Tips & Tricks

  1. Any thesis consists of five discrete parts, that is, introduction, theory, methods, results, and discussion. For each part, various rules and recommendations apply, however, to varying degree. Probably the most clearly defined parts are methods and results. Typically, the most difficult part to write is the introduction.
  2. For writing a thorough introduction, you do not need more than two pages. However, these two pages need to catch the reader’s interest and need to communicate the gaps in the literature. It needs not more than three (sometimes four) paragraphs to get there. First use one paragraph to describe the problem your thesis addresses. Here you want to convince the reader that the problem you address is important for organizational behavior. Second, state the gaps in the literature that the study is aiming to fill. This is probably the single most difficult paragraph of the whole thesis to write. Unfortunately, it may also be the single most important paragraph of the thesis. There is no easy way out; you need to conduct a thorough review of the literature to learn what may be missing in the literature. Third, describe how your study helps to address the research gap. You may want to add a fourth paragraph if the build-up of your thesis is unconventional. Otherwise, safe the space for more important things to say.

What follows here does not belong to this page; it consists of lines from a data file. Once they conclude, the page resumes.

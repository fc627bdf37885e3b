// src/audio/effects/mod.rs
//! Gain + reverb effect chain and its lock-free parameter block.

pub mod reverb;

use std::sync::atomic::{AtomicBool, AtomicU32, Ordering};
use std::sync::Arc;

use super::block::AudioBlock;
pub use reverb::{Reverb, ReverbSettings};

pub const GAIN_DB_MIN: f32 = -50.0;
pub const GAIN_DB_MAX: f32 = 30.0;

/// Effect parameters shared between the UI thread (writer) and the audio
/// thread (reader). Each field is an independent atomic; there is no
/// cross-field consistency.
#[derive(Debug)]
pub struct EffectParameters {
    gain_db_bits: AtomicU32,
    room_size_bits: AtomicU32,
    reverb_enabled: AtomicBool,
}

/// A point-in-time copy of [`EffectParameters`].
#[derive(Debug, Clone, Copy, PartialEq)]
pub struct EffectSnapshot {
    pub gain_db: f32,
    pub room_size: f32,
    pub reverb_enabled: bool,
}

impl EffectSnapshot {
    /// Linear gain factor for `gain_db`.
    pub fn gain_linear(&self) -> f32 {
        db_to_linear(self.gain_db)
    }
}

/// Convert decibels to a linear amplitude factor.
#[inline]
pub fn db_to_linear(db: f32) -> f32 {
    10f32.powf(db / 20.0)
}

impl EffectParameters {
    pub fn new(gain_db: f32, room_size: f32, reverb_enabled: bool) -> Self {
        let params = Self {
            gain_db_bits: AtomicU32::new(0f32.to_bits()),
            room_size_bits: AtomicU32::new(0f32.to_bits()),
            reverb_enabled: AtomicBool::new(reverb_enabled),
        };
        params.set_gain_db(gain_db);
        params.set_room_size(room_size);
        params
    }

    pub fn gain_db(&self) -> f32 {
        f32::from_bits(self.gain_db_bits.load(Ordering::Relaxed))
    }

    /// Set the gain, clamped to `[GAIN_DB_MIN, GAIN_DB_MAX]`.
    pub fn set_gain_db(&self, gain_db: f32) {
        let gain_db = if gain_db.is_nan() { 0.0 } else { gain_db };
        let clamped = gain_db.clamp(GAIN_DB_MIN, GAIN_DB_MAX);
        self.gain_db_bits.store(clamped.to_bits(), Ordering::Relaxed);
    }

    pub fn room_size(&self) -> f32 {
        f32::from_bits(self.room_size_bits.load(Ordering::Relaxed))
    }

    /// Set the reverb room size, clamped to `[0, 1]`.
    pub fn set_room_size(&self, room_size: f32) {
        let room_size = if room_size.is_nan() { 0.0 } else { room_size };
        self.room_size_bits
            .store(room_size.clamp(0.0, 1.0).to_bits(), Ordering::Relaxed);
    }

    pub fn reverb_enabled(&self) -> bool {
        self.reverb_enabled.load(Ordering::Relaxed)
    }

    /// Flip the reverb toggle and return the new state.
    pub fn toggle_reverb(&self) -> bool {
        !self.reverb_enabled.fetch_xor(true, Ordering::Relaxed)
    }

    pub fn snapshot(&self) -> EffectSnapshot {
        EffectSnapshot {
            gain_db: self.gain_db(),
            room_size: self.room_size(),
            reverb_enabled: self.reverb_enabled(),
        }
    }
}

impl Default for EffectParameters {
    fn default() -> Self {
        Self::new(0.0, 0.0, false)
    }
}

/// Applies gain, then (when enabled) reverb, to a block in place.
pub struct EffectChain {
    params: Arc<EffectParameters>,
    reverb: Reverb,
    reverb_active: bool,
}

impl EffectChain {
    pub fn new(params: Arc<EffectParameters>) -> Self {
        let settings = ReverbSettings {
            room_size: params.room_size(),
            ..ReverbSettings::default()
        };
        Self {
            params,
            reverb: Reverb::new(settings),
            reverb_active: false,
        }
    }

    /// Allocate reverb state for `sample_rate`. Not real-time safe.
    pub fn prepare(&mut self, sample_rate: u32) {
        self.reverb.prepare(sample_rate);
    }

    pub fn params(&self) -> &Arc<EffectParameters> {
        &self.params
    }

    /// Run the chain over `block`.
    pub fn process(&mut self, block: &mut AudioBlock) {
        let snapshot = self.params.snapshot();

        let gain = snapshot.gain_linear();
        for channel in block.channels_mut() {
            for sample in channel.iter_mut() {
                *sample *= gain;
            }
        }

        if !snapshot.reverb_enabled {
            self.reverb_active = false;
            return;
        }

        if !self.reverb_active {
            // Re-enabling starts from an empty tail
            self.reverb.reset();
            self.reverb_active = true;
        }
        self.reverb.set_room_size(snapshot.room_size);

        if let Some((left, right)) = block.stereo_mut() {
            self.reverb.process_stereo(left, right);
        }
    }
}

#[cfg(test)]
mod tests {
    use super::*;

    fn block_of(value: f32) -> AudioBlock {
        let mut block = AudioBlock::new(2, 64);
        for channel in block.channels_mut() {
            channel.fill(value);
        }
        block
    }

    #[test]
    fn test_gain_scales_every_sample() {
        for gain_db in [-50.0f32, -12.0, -6.0, 0.0, 6.0, 30.0] {
            let params = Arc::new(EffectParameters::new(gain_db, 0.5, false));
            let mut chain = EffectChain::new(params);
            chain.prepare(44_100);

            let mut block = block_of(0.25);
            chain.process(&mut block);

            let expected = 0.25 * 10f32.powf(gain_db / 20.0);
            for ch in 0..2 {
                for &s in block.channel(ch) {
                    assert!((s - expected).abs() <= expected.abs() * 1e-5);
                }
            }
        }
    }

    #[test]
    fn test_minus_fifty_db_on_unity() {
        let params = Arc::new(EffectParameters::new(-50.0, 0.0, false));
        let mut chain = EffectChain::new(params);
        let mut block = block_of(1.0);
        chain.process(&mut block);
        assert!((block.channel(0)[0] - 0.003_162_277_7).abs() < 1e-6);
    }

    #[test]
    fn test_disabled_reverb_is_bit_identical() {
        let params = Arc::new(EffectParameters::new(0.0, 1.0, false));
        let mut chain = EffectChain::new(params);
        chain.prepare(44_100);

        let mut block = AudioBlock::new(2, 32);
        for (i, s) in block.channel_mut(0).iter_mut().enumerate() {
            *s = (i as f32 * 0.1).sin();
        }
        let before = block.clone();
        chain.process(&mut block);
        assert_eq!(block.channel(0), before.channel(0));
        assert_eq!(block.channel(1), before.channel(1));
    }

    #[test]
    fn test_enabled_reverb_first_sample_is_dry_only() {
        let params = Arc::new(EffectParameters::new(0.0, 0.5, true));
        let mut chain = EffectChain::new(params);
        chain.prepare(44_100);

        let mut block = block_of(0.5);
        chain.process(&mut block);
        // Dry gain alone is 0.8, the comb tail has not arrived yet
        assert!((block.channel(0)[0] - 0.4).abs() < 1e-6);
    }

    fn impulse_block(frames: usize) -> AudioBlock {
        let mut block = AudioBlock::new(2, frames);
        block.channel_mut(0)[0] = 1.0;
        block.channel_mut(1)[0] = 1.0;
        block
    }

    #[test]
    fn test_enabled_reverb_adds_tail() {
        let params = Arc::new(EffectParameters::new(0.0, 0.5, true));
        let mut chain = EffectChain::new(params);
        chain.prepare(44_100);

        let mut block = impulse_block(2048);
        chain.process(&mut block);
        // Nothing but the dry impulse before the shortest comb delay
        assert!(block.channel(0)[1..1000].iter().all(|&s| s == 0.0));
        assert!(block.channel(0)[1100..].iter().any(|s| s.abs() > 1e-6));
    }

    #[test]
    fn test_room_size_change_applies_on_next_block() {
        let changed = Arc::new(EffectParameters::new(0.0, 0.0, true));
        let fixed = Arc::new(EffectParameters::new(0.0, 0.0, true));
        let mut changed_chain = EffectChain::new(changed.clone());
        let mut fixed_chain = EffectChain::new(fixed);
        changed_chain.prepare(44_100);
        fixed_chain.prepare(44_100);

        let mut a = impulse_block(4096);
        let mut b = impulse_block(4096);
        changed_chain.process(&mut a);
        fixed_chain.process(&mut b);
        assert_eq!(a.channel(0), b.channel(0));

        changed.set_room_size(1.0);
        assert!((changed_chain.params().room_size() - 1.0).abs() < f32::EPSILON);

        let mut a = AudioBlock::new(2, 4096);
        let mut b = AudioBlock::new(2, 4096);
        changed_chain.process(&mut a);
        fixed_chain.process(&mut b);
        assert_ne!(a.channel(0), b.channel(0));
        // Higher feedback keeps more energy in the tail
        let energy = |block: &AudioBlock| block.channel(0).iter().map(|s| s * s).sum::<f32>();
        assert!(energy(&a) > energy(&b));
    }

    #[test]
    fn test_parameters_clamp() {
        let params = EffectParameters::default();
        params.set_gain_db(100.0);
        assert_eq!(params.gain_db(), GAIN_DB_MAX);
        params.set_gain_db(-100.0);
        assert_eq!(params.gain_db(), GAIN_DB_MIN);
        params.set_room_size(-0.5);
        assert_eq!(params.room_size(), 0.0);
        params.set_room_size(f32::NAN);
        assert_eq!(params.room_size(), 0.0);
    }

    #[test]
    fn test_toggle_reverb_returns_new_state() {
        let params = EffectParameters::default();
        assert!(params.toggle_reverb());
        assert!(params.reverb_enabled());
        assert!(!params.toggle_reverb());
        assert!(!params.reverb_enabled());
    }
}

  3. When writing the theory, make sure that the hypotheses are nicely theoretically developed and clearly formulated. All arguments or generalizations should be well-reasoned and supported by relevant examples or empirical evidence.
  4. The thesis should be organized in a logical sequence. Use transitions to connect developmental paragraphs.
  5. Think in paragraphs not in sentences. Develop one core idea per paragraph. Do not overload your paragraph with ideas that are not directly related.
  6. Don’t mention issues that are not dealt with, that are not examined.
  7. Only use technical terms that are essential to your thesis. If you introduce terms (e.g., self-determination, conflict spiral), you need to explain them to such an extent that a novice to the field understands them.
  8. Avoid wordiness; write concisely.
  9. Make sure that the text is scientifically correct, clearly understandable and in grammatically sound language.
  10. Adhere to APA guidelines for references, tables and figures.
  11. The method (sample, procedure, measures, analyses) needs to be properly described. You will find that this part looks very similar across academic articles and scientific journals. Do not reinvent the (structural) wheel – adhere to the conventional build-up.
  12. The results section consists of two parts. First, present the descriptive statistics, that is, a table including mean values and standard deviations for each of your model variables (including control variables) and the bivariate correlations between model variables. This information fits within a single table. Summarize the main results as they relate to your hypotheses. Note however that you cannot test your hypotheses with correlation findings. For this, it needs the second part of the results section, that is, inferential statistics, such as, results of your hierarchical regression analysis. For learning how to present regression results, consult APA guidelines and top-tier journals. Indicate clearly whether the results support your hypotheses.
  13. In the discussion, provide a short summary of the overall research problem your thesis addresses. Then, present the main findings in condensed form (this should not take more than one paragraph). Include a comparison between your results and published data, place the results in a broader context, describe the theoretical contributions (what have we learned from this study?), and the practical implications.
  14. Make sure that your thesis ends with an appropriate conclusion.
  15. Practical recommendations and conclusions should follow logically from the study results (and not from those of previous studies).
  16. In the discussion, acknowledge the limitations of your study and make suggestions for future research.